Cummings’ study of transnational, typically complex and often-labyrinthine causes for canonization includes Seton, Kateri Tekakwitha, Frances Cabrini, John Neumann and many others whose causes are failed, forgotten or still underway.

She also considers the ways shifting societal values shaped causes for canonization as Catholics settled into the American mainstream. The United States still does not have a patron saint, Cummings points out, largely because of a perennial dissonance at the heart of American Catholic experience.

“U.S. Catholics belong to a Church that measures change in centuries, but live in a culture that changes easily and quickly,” said Cummings, who is also an associate professor in the Department of History. “Even in the cases where a cause for canonization moved rapidly in Rome, the interval between a cause’s introduction and its successful conclusion could seem an eternity by American standards.”

According to Cummings, by the time the favorite prospective saints of one generation of U.S. Catholics had been canonized, the next generation had a new American story to tell about themselves — and they searched for saints who could help them tell it.  

A well-known expert on 19th- and 20th-century American Catholicism, Cummings has published extensively on the lives and work of Catholic sisters, and the complex relationship between gender and Catholic hierarchy.

In “A Saint of Our Own,” Cummings highlights the role of female petitioners who initiated and shepherded the causes for canonization for people they believed worthy of sainthood. Until 1983, canon law required women wanting to petition for a cause of canonization to do so through a male proxy.

“Church leaders have long used models of female sanctity to control and contain women — and Catholic women have, conversely, cited the example of female saints as justifications for expanding gender roles,” Cummings writes.

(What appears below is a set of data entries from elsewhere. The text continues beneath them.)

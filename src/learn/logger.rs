use std::path::{Path, PathBuf};

use tensorboard_rs::summary_writer::SummaryWriter;

use crate::learn::ProgressReporter;

/// Reporter for Tensorboard
///
/// Writes the batch and epoch training losses as scalars into the run's
/// log directory. The directory is written to but never read back.
pub struct TensorboardReporter {
    writer: Option<SummaryWriter>,
    logdir: PathBuf,
    batches_per_epoch: usize,
    current_epoch: usize,
}

impl TensorboardReporter {
    /// Create a new TensorboardReporter
    pub fn new(logdir: impl AsRef<Path>) -> Self {
        Self {
            writer: None,
            logdir: logdir.as_ref().to_path_buf(),
            batches_per_epoch: 0,
            current_epoch: 0,
        }
    }
}

impl ProgressReporter for TensorboardReporter {
    fn run_start(&mut self, _n_epochs: usize, batches_per_epoch: usize) {
        // create a new writer
        self.writer = Some(SummaryWriter::new(&self.logdir));
        self.batches_per_epoch = batches_per_epoch;
    }

    fn epoch_start(&mut self, epoch: usize) {
        self.current_epoch = epoch;
    }

    fn batch_done(&mut self, batch: usize, loss: f64) {
        if let Some(writer) = &mut self.writer {
            let step = self.current_epoch.saturating_sub(1) * self.batches_per_epoch + batch;
            writer.add_scalar("batch_loss", loss as f32, step);
        }
    }

    fn epoch_done(&mut self, epoch: usize, mean_loss: f64) {
        if let Some(writer) = &mut self.writer {
            writer.add_scalar("loss", mean_loss as f32, epoch);
        }
    }

    fn run_end(&mut self) {
        // close the writer
        self.writer = None;
    }
}
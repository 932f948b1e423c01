use clap::{Parser, ValueEnum};

/// Torch device to use.
#[derive(ValueEnum, Debug, Clone, Copy, Default)]
pub enum Device {
    /// CPU
    #[default]
    Cpu,
    /// CUDA if available
    Cuda,
    /// MPS
    #[cfg(target_arch = "aarch64")]
    Mps,
}

/// Parameters of the training run.
#[derive(Parser, Debug, Clone)]
pub struct TrainingParameters {
    /// Window length: the number of prior characters the model sees
    #[arg(long, default_value_t = 20)]
    pub seq_len: usize,
    /// Width of the recurrent layer
    #[arg(long, default_value_t = 256)]
    pub hidden_size: i64,
    /// Dropout probability
    #[arg(short = 'D', long, default_value_t = 0.2)]
    pub dropout: f64,
    /// Learning rate
    #[arg(long, default_value_t = 1e-3)]
    pub lr: f64,
    /// Number of epochs
    #[arg(long, default_value_t = 1)]
    pub n_epochs: usize,
    /// Batch size
    #[arg(long, default_value_t = 128)]
    pub batch_size: usize,

    /// Rng seed for the dataloader
    #[arg(long, default_value_t = 142)]
    pub dataloader_rng_seed: u64,

    /// Prompt to use for an example after the training
    #[arg(long)]
    pub prompt: Option<String>,
}

/// Arguments of the training job.
#[derive(Parser, Debug, Clone)]
#[command(author, version, about, long_about = None)]
pub struct Args {
    /// Corpus path
    #[arg(long, default_value = "data/wonderland.txt")]
    pub train_file: String,

    /// Output directory for logs, checkpoints and the final model
    #[arg(long, default_value = "./tmp/wonderland")]
    pub job_dir: String,

    /// The device to use
    #[arg(short, long, default_value = "cpu")]
    pub device: Device,

    /// Training parameters
    #[clap(flatten)]
    pub training_params: TrainingParameters,
}

/// The configuration for the fit loop
pub struct LearnConfig {
    /// The number of epochs to train
    pub n_epochs: usize,
    /// The learning rate
    pub lr: f64,
    /// The rng seed for the dataloader shuffle
    pub dataloader_rng_seed: u64,
}
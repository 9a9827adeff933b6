use std::{
    io::{self, BufRead},
    sync::mpsc::Sender,
    thread::{self, JoinHandle},
};

use tracing::warn;

/// Everything the windowed main loop waits on.
#[derive(Debug, Clone, PartialEq, Eq)]
pub enum DeviceInput {
    Line(String),
    /// The device stream hit end-of-input.
    Closed,
    /// SIGINT / SIGTERM.
    Interrupted,
}

/// Forward device lines from `reader` until end-of-input.
///
/// Runs on its own thread so the interrupt handler can post into the same
/// channel while a read is blocked.
pub fn spawn_device_reader<R>(mut reader: R, tx: Sender<DeviceInput>) -> io::Result<JoinHandle<()>>
where
    R: BufRead + Send + 'static,
{
    thread::Builder::new()
        .name("device-reader".to_string())
        .spawn(move || {
            let mut buf = Vec::new();
            loop {
                buf.clear();
                match reader.read_until(b'\n', &mut buf) {
                    Ok(0) => break,
                    Ok(_) => {
                        let line = String::from_utf8_lossy(&buf).trim_end().to_string();
                        if tx.send(DeviceInput::Line(line)).is_err() {
                            return;
                        }
                    }
                    Err(e) if e.kind() == io::ErrorKind::Interrupted => continue,
                    Err(e) => {
                        warn!(error = %e, "device stream read failed");
                        break;
                    }
                }
            }
            let _ = tx.send(DeviceInput::Closed);
        })
}
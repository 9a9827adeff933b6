use crate::{
    agg::{Aggregator, table::AggregationTable},
    model::{
        agg::{LiveState, RankKey, ResolvedFile},
        sample::FileIoSample,
    },
    resolve::PathResolver,
};

/// Continuous ranking for the live view. Totals run from `on_start` until the
/// operator quits; peaks play no part.
pub struct LiveAggregator<R> {
    table: AggregationTable,
    resolver: R,
    rank: RankKey,
    top: usize,
    state: LiveState,
    dirty: bool,
}

impl<R: PathResolver> LiveAggregator<R> {
    pub fn new(resolver: R, rank: RankKey, top: usize) -> Self {
        Self {
            table: AggregationTable::new(),
            resolver,
            rank,
            top,
            state: LiveState {
                rank,
                ..LiveState::default()
            },
            dirty: false,
        }
    }

    pub fn state(&self) -> &LiveState {
        &self.state
    }

    pub fn mark_sampler_closed(&mut self) {
        self.state.sampler_closed = true;
        self.dirty = true;
    }

    /// Rebuild the ranked rows if anything arrived since the last call.
    /// Returns whether the view changed.
    pub fn refresh(&mut self) -> bool {
        if !self.dirty {
            return false;
        }
        self.dirty = false;

        self.state.rows = self
            .table
            .top_n(self.top, self.rank)
            .into_iter()
            .map(|ranked| ResolvedFile {
                paths: self.resolver.resolve(&ranked.filename),
                filename: ranked.filename,
                stats: ranked.stats,
            })
            .collect();
        self.state.files_seen = self.table.len();
        true
    }
}

impl<R: PathResolver> Aggregator for LiveAggregator<R> {
    fn on_start(&mut self) {
        self.table.on_start();
        self.state = LiveState {
            rank: self.rank,
            ..LiveState::default()
        };
        self.dirty = true;
    }

    fn on_sample(&mut self, sample: &FileIoSample) {
        self.table.on_sample(sample);
        self.state.samples += 1;
        self.dirty = true;
    }
}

In tracing petitioners’ causes, Cummings explores how more-traditional expectations of female behavior shaped definitions of holiness. The story of canonization in America is also the story of the Church’s interlocking systems of power: men over women, clergy over laity and hierarchy over clergy. The story she tells is timelier than ever, given how these power relationships contributed to the clergy sex-abuse crisis, the latest revelations of which are presently roiling the Catholic Church.

In April, Cummings received the Pedro Arrupe, S.J., Award for Distinguished Contributions to Ignatian Mission and Ministry from the University of Scranton, her undergraduate institution. University of Scranton President Rev. Scott R. Pilarz, S.J., presented the award, praising Cummings for her scholarly career and her public advocacy for major reforms in the Catholic Church in the wake of the sexual abuse scandals. Cummings will also deliver the University of Scranton’s undergraduate commencement address and receive an honorary degree on May 26.

Additionally, Cummings co-chaired Notre Dame’s Research and Scholarship Task Force, a committee formed in response to the sex abuse crisis that offered expertise and recommendations to help the Catholic Church move toward healing and constructive change.